A seguir, trechos da entrevista concedida ao Estado.
Por que o cigarro hoje é mais perigoso?
Ao ver que o cigarro passou a ser
relacionado com câncer de pulmão e doenças cardíacas, a indústria tomou medidas
para tentar melhorar a imagem do produto. Mas as mudanças acabaram por aumentar
o risco. Recentes estudos feitos nos Estados Unidos mostram que o risco de o
fumante morrer de causas relacionadas ao cigarro aumentou em relação ao que era
registrado no passado. Artigos mostram, por exemplo, que o risco de desenvolver
câncer de pulmão entre homens fumantes dobrou nos últimos 50 anos e, entre as
mulheres, é cinco vezes maior.
Como se sabe que o aumento nas taxas de morte é provocado pelo cigarro
e não por outros fatores que aumentam o risco de câncer, como a poluição?
Isso foi levado em consideração
nas pesquisas. O aumento do risco de câncer em pulmão é provocado
principalmente pelas mudanças de design dos produtos derivados do tabaco.
E os aditivos?
Ao constatar o aumento da
preocupação da população com a saúde, fabricantes passaram a recorrer aos
aditivos para tentar tornar o contato com a fumaça do cigarro na garganta mais
agradável. A estratégia foi adotada porque fumantes associam a irritação na garganta
ao perigo do produto. O uso de aditivos, ao mesmo tempo que transforma o ato de
fumar em algo mais fácil, confere a falsa impressão de que os cigarros
atualmente são menos perigosos, porque irritam menos. Além disso, a adição
torna o cigarro mais atrativo entre os não fumantes, sobretudo mulheres e
crianças. O primeiro cigarro, tendo uma sensação mais suave, incentiva a
experimentação. E, o mais cruel, depois do primeiro uso não é preciso muito
tempo para que a dependência ao cigarro se desenvolva. Os aditivos permitem à
indústria manipular os consumidores.
O Supremo Tribunal Federal suspendeu liminarmente em setembro a
proibição do uso de aditivos feita pela Agência Nacional de Vigilância
Sanitária.
A decisão do STF vai provocar
consequências trágicas para a saúde. A medida da Anvisa havia sido adotada com
base em dados científicos e representa um avanço importante para a política de
combate ao tabagismo. O STF ignorou os estudos.
A indústria afirma que aditivos são indispensáveis.
Isso não é verdade.

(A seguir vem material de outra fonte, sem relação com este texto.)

#[cfg(test)]
mod tests {
    use super::*;
    use axum::{
        extract::Path as AxPath,
        routing::{get, post},
        Json, Router,
    };
    use std::net::SocketAddr;

    async fn session() -> Json<serde_json::Value> {
        Json(serde_json::json!({ "token": "test-token" }))
    }

    async fn counters() -> Json<Counters> {
        Json(Counters { file_count: 3, number_of_items: 3 })
    }

    async fn children(AxPath(_id): AxPath<String>) -> Json<Vec<RemoteEntry>> {
        Json(vec![])
    }

    async fn spawn_mock() -> String {
        let app = Router::new()
            .route("/session", post(session))
            .route("/nodes/root/counters", get(counters))
            .route("/nodes/:id/children", get(children));
        let listener = tokio::net::TcpListener::bind("127.0.0.1:0").await.unwrap();
        let addr: SocketAddr = listener.local_addr().unwrap();
        tokio::spawn(async move {
            axum::serve(listener, app).await.unwrap();
        });
        format!("http://{addr}")
    }

    #[tokio::test]
    async fn authenticate_and_fetch_round_trip() {
        let base_url = spawn_mock().await;
        let api = HttpDriveApi::new(base_url);
        api.authenticate().await.unwrap();
        let root = api.root_handle().await.unwrap();
        let children = api.fetch_children(&root).await.unwrap();
        assert!(children.is_empty());
        let counters = api.root_counters().await.unwrap();
        assert_eq!(counters.file_count, 3);
    }

    #[tokio::test]
    async fn unauthenticated_calls_fail_without_a_network_round_trip() {
        let api = HttpDriveApi::new("http://127.0.0.1:1".to_string());
        let err = api.root_counters().await.unwrap_err();
        assert!(matches!(err, DriveError::Auth(_)));
    }
}
//! Single advisory file lock preventing two instances of the daemon
//! running against the same local directory. Grounded in the teacher's
//! `WorkspaceLock`, keeping its `flock()`/Windows-create-new split and
//! drop-time release, but keyed off a hash of the synced directory's
//! absolute path inside the OS temp dir rather than a fixed in-tree path.

use std::fs;
use std::hash::{Hash, Hasher};
use std::path::{Path, PathBuf};

use anyhow::{Context, Result};

#[derive(Debug)]
pub struct AlreadyRunningError;

impl std::fmt::Display for AlreadyRunningError {
    fn fmt(&self, f: &mut std::fmt::Formatter<'_>) -> std::fmt::Result {
        write!(f, "another instance is already syncing this directory")
    }
}

impl std::error::Error for AlreadyRunningError {}

#[derive(Debug)]
pub struct ProcessLock {
    #[allow(dead_code)]
    file: fs::File,
    path: PathBuf,
}

/// Deterministic lock file name for `directory`, so re-running against
/// the same path always contends on the same file.
fn lock_path_for(directory: &Path) -> PathBuf {
    let mut hasher = std::collections::hash_map::DefaultHasher::new();
    directory.hash(&mut hasher);
    std::env::temp_dir().join(format!("icloudds-{:016x}.lock", hasher.finish()))
}

impl ProcessLock {
    pub fn try_acquire(directory: &Path) -> Result<Self> {
        let path = lock_path_for(directory);
        let file = open_lock_file(&path)?;
        lock_file(&file).context("lock")?;
        Ok(Self { file, path })
    }
}

impl Drop for ProcessLock {
    fn drop(&mut self) {
        let _ = unlock_file(&self.file);
        let _ = fs::remove_file(&self.path);
    }
}

#[cfg(unix)]
fn lock_file(file: &fs::File) -> Result<()> {
    use std::os::fd::AsRawFd;
    extern "C" {
        fn flock(fd: i32, operation: i32) -> i32;
    }
    const LOCK_EX: i32 = 2;
    const LOCK_NB: i32 = 4;

    let rc = unsafe { flock(file.as_raw_fd(), LOCK_EX | LOCK_NB) };
    if rc == 0 {
        return Ok(());
    }
    let err = std::io::Error::last_os_error();
    let raw = err.raw_os_error();
    if err.kind() == std::io::ErrorKind::WouldBlock || raw == Some(11) || raw == Some(35) {
        return Err(AlreadyRunningError.into());
    }
    Err(err).context("flock")
}

#[cfg(unix)]
fn unlock_file(file: &fs::File) -> Result<()> {
    use std::os::fd::AsRawFd;
    extern "C" {
        fn flock(fd: i32, operation: i32) -> i32;
    }
    const LOCK_UN: i32 = 8;
    let rc = unsafe { flock(file.as_raw_fd(), LOCK_UN) };
    if rc == 0 {
        Ok(())
    } else {
        Err(std::io::Error::last_os_error()).context("flock unlock")
    }
}

#[cfg(windows)]
fn lock_file(_file: &fs::File) -> Result<()> {
    Ok(())
}

#[cfg(windows)]
fn unlock_file(_file: &fs::File) -> Result<()> {
    Ok(())
}

#[cfg(unix)]
fn open_lock_file(lock_path: &Path) -> Result<fs::File> {
    fs::OpenOptions::new()
        .read(true)
        .write(true)
        .create(true)
        .truncate(false)
        .open(lock_path)
        .with_context(|| format!("open {}", lock_path.display()))
}

#[cfg(windows)]
fn open_lock_file(lock_path: &Path) -> Result<fs::File> {
    let file = fs::OpenOptions::new()
        .read(true)
        .write(true)
        .create_new(true)
        .open(lock_path);
    match file {
        Ok(f) => Ok(f),
        Err(e) if e.kind() == std::io::ErrorKind::AlreadyExists => Err(AlreadyRunningError.into()),
        Err(e) => Err(e).with_context(|| format!("open {}", lock_path.display())),
    }
}

#[cfg(test)]
mod tests {
    use super::*;

    #[test]
    fn lock_path_is_stable_for_the_same_directory() {
        let a = lock_path_for(Path::new("/home/alice/icloud"));
        let b = lock_path_for(Path::new("/home/alice/icloud"));
        let c = lock_path_for(Path::new("/home/alice/other"));
        assert_eq!(a, b);
        assert_ne!(a, c);
    }

    #[test]
    fn lock_is_exclusive_and_released_on_drop() {
        let tmp = std::env::temp_dir().join(format!("icloudds-lock-test-{}", std::process::id()));
        let _ = fs::remove_dir_all(&tmp);
        fs::create_dir_all(&tmp).unwrap();

        let lock1 = ProcessLock::try_acquire(&tmp).unwrap();
        let err = ProcessLock::try_acquire(&tmp).unwrap_err();
        let mut found = false;
        for cause in err.chain() {
            if cause.is::<AlreadyRunningError>() {
                found = true;
                break;
            }
        }
        assert!(found, "expected AlreadyRunningError, got: {err:#}");

        drop(lock1);
        let _lock2 = ProcessLock::try_acquire(&tmp).unwrap();
        fs::remove_dir_all(&tmp).ok();
    }
}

Lembre-se que
no passado eles afirmavam que seus produtos não provocavam câncer. Nesse caso,
há uma quantidade substancial de dados que mostram que os aditivos são usados
para alterar o impacto negativo e essa mudança aumenta o risco de iniciação de cigarros
entre jovens e o fumo entre mulheres. As evidências científicas que dão base à
Anvisa são avassaladores.
Qual é a opinião do senhor sobre a política de controle do tabagismo
adotada pelo Brasil nos últimos dez anos.
O Brasil foi por muito tempo
líder global na adoção de medidas para redução do tabagismo. Infelizmente,
começou a ficar para trás. Medidas foram aprovadas, mas não foram
implementadas.
O poder da indústria aumentou? O governo está maleável?

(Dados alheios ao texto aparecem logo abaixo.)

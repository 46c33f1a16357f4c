#[cfg(unix)]
mod unix_tests {
    // Ensures daemon UX parity: creates a log file promptly and exits
    // cleanly on Ctrl+C (SIGINT), even with no reachable remote endpoint.
    use std::process::Command;
    use std::time::{Duration, Instant};

    fn wait_for<F: FnMut() -> bool>(timeout: Duration, mut f: F) -> bool {
        let deadline = Instant::now() + timeout;
        while Instant::now() < deadline {
            if f() {
                return true;
            }
            std::thread::sleep(Duration::from_millis(50));
        }
        false
    }

    #[test]
    fn daemon_creates_log_and_exits_on_sigint() {
        let home = std::env::temp_dir().join("icloudds-daemon-ux-home");
        let _ = std::fs::remove_dir_all(&home);
        std::fs::create_dir_all(&home).unwrap();
        let data_dir = home.join("Synced");
        std::fs::create_dir_all(&data_dir).unwrap();

        let exe = env!("CARGO_BIN_EXE_icloudds");
        let mut child = Command::new(exe)
            .env("HOME", &home)
            .arg("-d")
            .arg(&data_dir)
            .arg("-u")
            .arg("alice@example.com")
            .spawn()
            .expect("spawn daemon");

        let log_path = home.join(".icloudds").join("icloudds.log");
        let saw_start = wait_for(Duration::from_secs(5), || {
            std::fs::read_to_string(&log_path)
                .ok()
                .map(|s| s.contains("daemon start"))
                .unwrap_or(false)
        });
        assert!(saw_start, "expected daemon start line in log");

        let pid = child.id();
        let status = Command::new("kill")
            .arg("-INT")
            .arg(pid.to_string())
            .status()
            .expect("send SIGINT");
        assert!(status.success());

        let exited = wait_for(Duration::from_secs(5), || {
            child.try_wait().ok().flatten().is_some()
        });
        if !exited {
            let _ = Command::new("kill").arg("-KILL").arg(pid.to_string()).status();
            panic!("daemon did not exit after SIGINT");
        }
        let st = child.wait().unwrap();
        assert!(st.success());

        std::fs::remove_dir_all(&home).ok();
    }

    #[test]
    fn daemon_rejects_a_directory_that_does_not_exist() {
        let home = std::env::temp_dir().join("icloudds-daemon-ux-missing-dir");
        let _ = std::fs::remove_dir_all(&home);
        std::fs::create_dir_all(&home).unwrap();
        let missing = home.join("does-not-exist");

        let exe = env!("CARGO_BIN_EXE_icloudds");
        let output = Command::new(exe)
            .env("HOME", &home)
            .arg("-d")
            .arg(&missing)
            .arg("-u")
            .arg("alice@example.com")
            .output()
            .expect("run daemon");

        assert_eq!(output.status.code(), Some(2));
        std::fs::remove_dir_all(&home).ok();
    }
}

É um comentário triste, mas está
muito claro o poder da indústria do tabaco e, ao mesmo tempo, a vontade do
governo brasileiro de colocar os interesses da indústria do tabaco acima dos
interesses da população. Não há outra explicação. Não há nenhuma razão
científica para que o Brasil não avance nas medidas de controle do tabagismo.
A indústria usa como argumento sua importância para economia do País.

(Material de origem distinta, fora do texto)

//! Serial writer pool, parallel reader pool, and periodic jobs. Grounded
//! in `event_handler.py`'s `_upload_threadpool`/`_download_threadpool`/
//! `_threadpool` and the polling loop in `EventHandler.run`. The single
//! worker restriction on the writer pool is the same one the source
//! documents implicitly by giving `UPLOAD_WORKERS` a default of 1: the
//! remote provider does not tolerate concurrent mutation of the same
//! subtree.

use std::sync::atomic::{AtomicUsize, Ordering};
use std::sync::Arc;
use std::time::Duration;

use tokio::sync::{mpsc, Mutex, Semaphore};

use crate::reconciler::{Dispatch, ReaderJob, Reconciler, WriterJob};

pub const DEFAULT_UPLOAD_WORKERS: usize = 1;
pub const DEFAULT_DOWNLOAD_WORKERS: usize = 32;
pub const DEFAULT_ICLOUD_CHECK_PERIOD: Duration = Duration::from_secs(20);
pub const DEFAULT_ICLOUD_REFRESH_PERIOD: Duration = Duration::from_secs(90);
/// Per §4.6: a failed background refresh backs off by doubling, capped at
/// 6x the configured period, rather than retrying at the nominal cadence.
pub const REFRESH_BACKOFF_CAP_MULTIPLIER: u32 = 6;

pub struct SchedulerConfig {
    pub max_readers: usize,
    pub icloud_check_period: Duration,
    pub icloud_refresh_period: Duration,
}

impl Default for SchedulerConfig {
    fn default() -> Self {
        Self {
            max_readers: DEFAULT_DOWNLOAD_WORKERS,
            icloud_check_period: DEFAULT_ICLOUD_CHECK_PERIOD,
            icloud_refresh_period: DEFAULT_ICLOUD_REFRESH_PERIOD,
        }
    }
}

/// Owns the reconciler and drives it: the serial writer queue, the
/// bounded reader pool, and the periodic dirty-check/refresh-tick jobs.
/// Exactly one `Scheduler` runs per daemon instance.
pub struct Scheduler {
    pub reconciler: Arc<Mutex<Reconciler>>,
    writer_tx: mpsc::UnboundedSender<WriterJob>,
    reader_sem: Arc<Semaphore>,
    in_flight: Arc<AtomicUsize>,
    config: SchedulerConfig,
}

impl Scheduler {
    pub fn new(reconciler: Reconciler, config: SchedulerConfig) -> (Arc<Self>, mpsc::UnboundedReceiver<WriterJob>) {
        let (writer_tx, writer_rx) = mpsc::unbounded_channel();
        let scheduler = Arc::new(Self {
            reconciler: Arc::new(Mutex::new(reconciler)),
            writer_tx,
            reader_sem: Arc::new(Semaphore::new(config.max_readers.max(1))),
            in_flight: Arc::new(AtomicUsize::new(0)),
            config,
        });
        (scheduler, writer_rx)
    }

    pub fn in_flight_count(&self) -> usize {
        self.in_flight.load(Ordering::Acquire)
    }

    /// Submits `dispatch` output to the right pool; `Done` results (inline
    /// rename/move) are applied to the reconciler's post-completion hook
    /// immediately since there's no pool round-trip for them.
    pub async fn submit(self: &Arc<Self>, dispatch: Dispatch) {
        match dispatch {
            Dispatch::Writer(job) => self.submit_writer(job),
            Dispatch::Reader(job) => self.spawn_reader(job),
            Dispatch::Done(result) => {
                let reconciler = self.reconciler.lock().await;
                reconciler.on_writer_job_completed(&result);
            }
        }
    }

    pub fn submit_writer(self: &Arc<Self>, job: WriterJob) {
        self.in_flight.fetch_add(1, Ordering::AcqRel);
        let _ = self.writer_tx.send(job);
    }

    /// Drains the writer channel one job at a time, forever. Intended to
    /// run as its own task; the channel's single consumer is what makes
    /// this "exactly one worker" rather than a semaphore-bounded pool.
    pub async fn run_writer_pool(self: Arc<Self>, mut rx: mpsc::UnboundedReceiver<WriterJob>) {
        while let Some(job) = rx.recv().await {
            self.run_writer_job(job).await;
        }
    }

    async fn run_writer_job(self: &Arc<Self>, job: WriterJob) {
        let remote = self.reconciler.lock().await.remote.clone();
        let result = match job {
            WriterJob::Upload { path, retries } => remote.upload(path, retries).await,
            WriterJob::Delete { path, is_folder, retries } => remote.delete(path, is_folder, retries).await,
            WriterJob::Mkdir { path, retries } => remote.mkdir(path, retries).await,
        };
        self.finish_writer_result(result).await;
    }

    fn finish_writer_result<'a>(
        self: &'a Arc<Self>,
        result: crate::action_result::ActionResult,
    ) -> std::pin::Pin<Box<dyn std::future::Future<Output = ()> + Send + 'a>> {
        Box::pin(async move {
            let should_retry = result.should_retry();
            {
                let reconciler = self.reconciler.lock().await;
                reconciler.on_writer_job_completed(&result);
            }
            if should_retry {
                if let Some((_, retry)) = result.into_retry() {
                    let next_result = retry().await;
                    self.finish_writer_result(next_result).await;
                    return;
                }
            }
            self.in_flight.fetch_sub(1, Ordering::AcqRel);
        })
    }

    /// Spawns a bounded reader task; downloads write the file then record
    /// it in the local tree, folder rescans just run and record.
    pub fn spawn_reader(self: &Arc<Self>, job: ReaderJob) {
        self.in_flight.fetch_add(1, Ordering::AcqRel);
        let scheduler = self.clone();
        let sem = self.reader_sem.clone();
        tokio::spawn(async move {
            let _permit = sem.acquire_owned().await.ok();
            scheduler.run_reader_job(job).await;
        });
    }

    async fn run_reader_job(self: &Arc<Self>, job: ReaderJob) {
        let remote = self.reconciler.lock().await.remote.clone();
        let result = match &job {
            ReaderJob::Download { path, retries } => remote.download(path.clone(), *retries).await,
            ReaderJob::ProcessFolder { side, path, recursive } => {
                remote.process_folder(*side, path, *recursive).await
            }
        };
        if result.success {
            if let ReaderJob::Download { path, .. } = &job {
                let reconciler = self.reconciler.lock().await;
                reconciler.local.add(path);
            }
        } else if result.should_retry() {
            if let Some((_, retry)) = result.into_retry() {
                let next_result = retry().await;
                if next_result.success {
                    if let ReaderJob::Download { path, .. } = &job {
                        let reconciler = self.reconciler.lock().await;
                        reconciler.local.add(path);
                    }
                }
            }
        }
        self.in_flight.fetch_sub(1, Ordering::AcqRel);
    }

    /// True while no writer job and no reader task are outstanding; the
    /// reconciler main loop gates suppressed-path clearing and refresh
    /// application on this.
    pub fn is_idle(&self) -> bool {
        self.in_flight_count() == 0
    }

    pub fn dirty_check_period(&self) -> Duration {
        self.config.icloud_check_period
    }

    pub fn refresh_period(&self) -> Duration {
        self.config.icloud_refresh_period
    }
}

#[cfg(test)]
mod tests {
    use super::*;

    #[test]
    fn default_config_matches_documented_defaults() {
        let cfg = SchedulerConfig::default();
        assert_eq!(cfg.max_readers, 32);
        assert_eq!(cfg.icloud_check_period, Duration::from_secs(20));
        assert_eq!(cfg.icloud_refresh_period, Duration::from_secs(90));
    }

    #[test]
    fn refresh_backoff_cap_is_six_times_the_base_period() {
        let base = Duration::from_secs(90);
        let capped = base * REFRESH_BACKOFF_CAP_MULTIPLIER;
        assert_eq!(capped, Duration::from_secs(540));
    }
}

O argumento está totalmente
equivocado. O fumo causa doenças e perdas de produtividade. Isso traz um
impacto negativo à economia. Nos Estados Unidos, boa parte dos estudos mostra
que todos os anos são perdidos US$ 250 bilhões em tratamentos relacionados a
doenças provocadas pelo cigarro e em perda de produtividade de trabalho.
Os EUA ainda estudam regras para regular o cigarro eletrônico. Eles são
uma nova ameaça?
Sou favorável à regulamentação.
Além da proibição para venda de menores como foi sugerido, acho importante
regras para propaganda e, sobretudo, para o uso de produtos aditivos.